Story highlights
Michelle Obama addressed the DNC Monday night
The first lady is a powerful surrogate to Clinton
Michelle Obama cast the presidential race as one between a positive role model for children – in Hillary Clinton – and a damaging one – in Donald Trump – in the marquee speech on the Democratic National Convention’s opening night.
The first lady never mentioned Trump by name, but leveraging her popularity, she made a rare, if not unprecedented, foray into partisan politics to knock the Republican nominee.
Obama condemned “the hateful language that we hear from public figures on TV,” saying that “our motto is, when they go low, we go high.”
And in a shot at Trump’s “Make America Great Again” campaign slogan, Obama discussed raising her children in a White House that was built by slaves.
Memorable lines from the DNC’s opening night
“Don’t let anyone tell you that this country isn’t great. This right now is the greatest country on earth,” the first lady said.

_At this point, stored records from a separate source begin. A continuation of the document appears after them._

//! Command line arguments

use crate::config::ExportConfig;
use crate::job::DateWindow;
use chrono::{Duration as ChronoDuration, NaiveDate};
use clap::Parser;
use std::net::SocketAddr;
use std::path::PathBuf;
use std::str::FromStr;
use std::time::Duration;

use super::CliError;

/// Maximum allowed concurrency
const MAX_CONCURRENCY: usize = 32;

/// Days covered by `--week`
pub const WEEK_DAYS: u32 = 7;

/// Days covered by `--month`
pub const MONTH_DAYS: u32 = 30;

/// Parse and validate concurrency value
fn parse_concurrency(s: &str) -> Result<usize, String> {
    let value: usize = s
        .parse()
        .map_err(|_| format!("'{s}' is not a valid number"))?;

    if value == 0 {
        return Err("concurrency must be at least 1".to_string());
    }
    if value > MAX_CONCURRENCY {
        return Err(format!(
            "concurrency {value} exceeds maximum of {MAX_CONCURRENCY}"
        ));
    }
    Ok(value)
}

/// Output format of the run result
#[derive(Debug, Clone, Copy, PartialEq, Eq)]
pub enum OutputFormat {
    /// JSON output
    Json,
    /// Human-readable output
    Human,
}

impl FromStr for OutputFormat {
    type Err = String;

    fn from_str(s: &str) -> Result<Self, Self::Err> {
        match s.to_lowercase().as_str() {
            "json" => Ok(OutputFormat::Json),
            "human" => Ok(OutputFormat::Human),
            _ => Err(format!("Invalid output format: {s}")),
        }
    }
}

/// Bulk export report CLI
#[derive(Parser, Debug)]
#[command(name = "bulk-export-report")]
#[command(
    about = "Download a bulk export job's day files and merge them into one CSV report",
    long_about = None
)]
#[command(version)]
pub struct Cli {
    /// Export job id, or the first day (YYYY-MM-DD) of a range
    pub target: Option<String>,

    /// Last day (YYYY-MM-DD) of a range
    pub end: Option<String>,

    /// The 7 days ending yesterday
    #[arg(long, conflicts_with_all = ["month", "target", "end"])]
    pub week: bool,

    /// The 30 days ending yesterday
    #[arg(long, conflicts_with_all = ["week", "target", "end"])]
    pub month: bool,

    /// Job name used when a new job is created (ranges only)
    #[arg(long)]
    pub name: Option<String>,

    /// Output format (json or human)
    #[arg(long, default_value = "human")]
    pub output_format: OutputFormat,

    /// Export service base URL
    #[arg(long)]
    pub base_url: Option<String>,

    /// HTTP request timeout in seconds
    #[arg(long)]
    pub timeout_secs: Option<u64>,

    /// Retries per day after the first attempt (0-20)
    #[arg(long, value_parser = clap::value_parser!(u32).range(0..=20))]
    pub max_retries: Option<u32>,

    /// Root directory for job folders
    #[arg(long)]
    pub download_root: Option<PathBuf>,

    /// Resource type to export (e.g. Messages, Calls)
    #[arg(long)]
    pub resource_type: Option<String>,

    /// Number of days downloaded at once (max: 32)
    #[arg(long, value_parser = parse_concurrency)]
    pub concurrency: Option<usize>,

    /// Seconds between job status checks
    #[arg(long, value_parser = clap::value_parser!(u64).range(1..))]
    pub poll_interval_secs: Option<u64>,

    /// Give up waiting for the job after this many seconds
    #[arg(long)]
    pub max_wait_secs: Option<u64>,

    /// Seconds to wait before the first status check of a new job
    #[arg(long)]
    pub initial_delay_secs: Option<u64>,

    /// Backoff unit in milliseconds for day retries
    #[arg(long)]
    pub backoff_ms: Option<u64>,

    /// Wall-clock limit for the download phase in seconds (0 disables it)
    #[arg(long)]
    pub download_deadline_secs: Option<u64>,

    /// Re-download day files that already exist locally
    #[arg(long, default_value_t = false)]
    pub force: bool,

    /// Serve Prometheus metrics on this address (e.g. 127.0.0.1:9090)
    #[arg(long)]
    pub metrics_addr: Option<SocketAddr>,
}

/// What the user asked for
#[derive(Debug, Clone, PartialEq, Eq)]
pub enum RunRequest {
    /// Process an existing job as-is
    ExistingJob {
        /// Job identifier
        job_id: String,
    },
    /// Reuse or create a job for a window
    Range {
        /// Requested days
        window: DateWindow,
        /// Name for a newly created job
        name: String,
    },
}

impl Cli {
    /// Apply flag values on top of environment configuration
    pub fn apply_overrides(&self, config: &mut ExportConfig) {
        if let Some(url) = &self.base_url {
            config.base_url = url.clone();
        }
        if let Some(secs) = self.timeout_secs {
            config.request_timeout = Duration::from_secs(secs);
        }
        if let Some(retries) = self.max_retries {
            config.max_retries = retries;
        }
        if let Some(root) = &self.download_root {
            config.download_root = root.clone();
        }
        if let Some(resource) = &self.resource_type {
            config.resource_type = resource.clone();
        }
        if let Some(concurrency) = self.concurrency {
            config.concurrency = concurrency;
        }
        if let Some(secs) = self.poll_interval_secs {
            config.poll_interval = Duration::from_secs(secs);
        }
        if let Some(secs) = self.max_wait_secs {
            config.max_wait = Duration::from_secs(secs);
        }
        if let Some(secs) = self.initial_delay_secs {
            config.new_job_initial_delay = Duration::from_secs(secs);
        }
        if let Some(ms) = self.backoff_ms {
            config.backoff_base = Duration::from_millis(ms);
        }
        if let Some(secs) = self.download_deadline_secs {
            config.download_deadline = (secs > 0).then(|| Duration::from_secs(secs));
        }
    }

    /// Work out the request; relative windows end the day before `today`
    pub fn request(&self, today: NaiveDate) -> Result<RunRequest, CliError> {
        let relative = if self.week {
            Some(WEEK_DAYS)
        } else if self.month {
            Some(MONTH_DAYS)
        } else {
            None
        };

        let window = match (relative, &self.target, &self.end) {
            (Some(days), _, _) => {
                let yesterday = today - ChronoDuration::days(1);
                DateWindow::ending_on(yesterday, days)?
            }
            (None, Some(start), Some(end)) => DateWindow::parse(start, end)?,
            (None, Some(job_id), None) => {
                if self.name.is_some() {
                    return Err(CliError::InvalidArgument(
                        "--name only applies to date ranges".to_string(),
                    ));
                }
                return Ok(RunRequest::ExistingJob {
                    job_id: job_id.trim().to_string(),
                });
            }
            (None, None, _) => {
                return Err(CliError::InvalidArgument(
                    "expected a job id, a <start> <end> range, --week or --month".to_string(),
                ))
            }
        };

        let name = match &self.name {
            Some(name) if !name.trim().is_empty() => name.trim().to_string(),
            _ => format!("export_{}_{}", window.start_str(), window.end_str()),
        };
        Ok(RunRequest::Range { window, name })
    }
}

Obama electrified the crowd at the Wells Fargo Arena in Philadelphia, taking the stage just after 10 p.m. ET and – in a departure from the political attacks on display all day – making the case that, because of her character and temperament, Clinton is the role model she’d like her daughters to see in the Oval Office.
Even Trump, who Obama was implicitly criticizing, praised her remarks.
“I thought her delivery was excellent,” Trump told The Hollywood Reporter. “I thought she did a very good job. I liked her speech.”
It was a remarkable embrace of the prime-time stage for Obama, who was reluctant about the spotlight that came when her husband, then-Illinois Sen. Barack Obama, launched his presidential campaign against Clinton in 2007.
“To understand the journey she’s taken as a reluctant conscript on the public scene, to come here and command that stage the way she did tonight was extraordinary – and I think did for Hillary Clinton what no one else has done to this point,” said David Axelrod, a top Obama strategist on the 2008 campaign and now a CNN political commentator.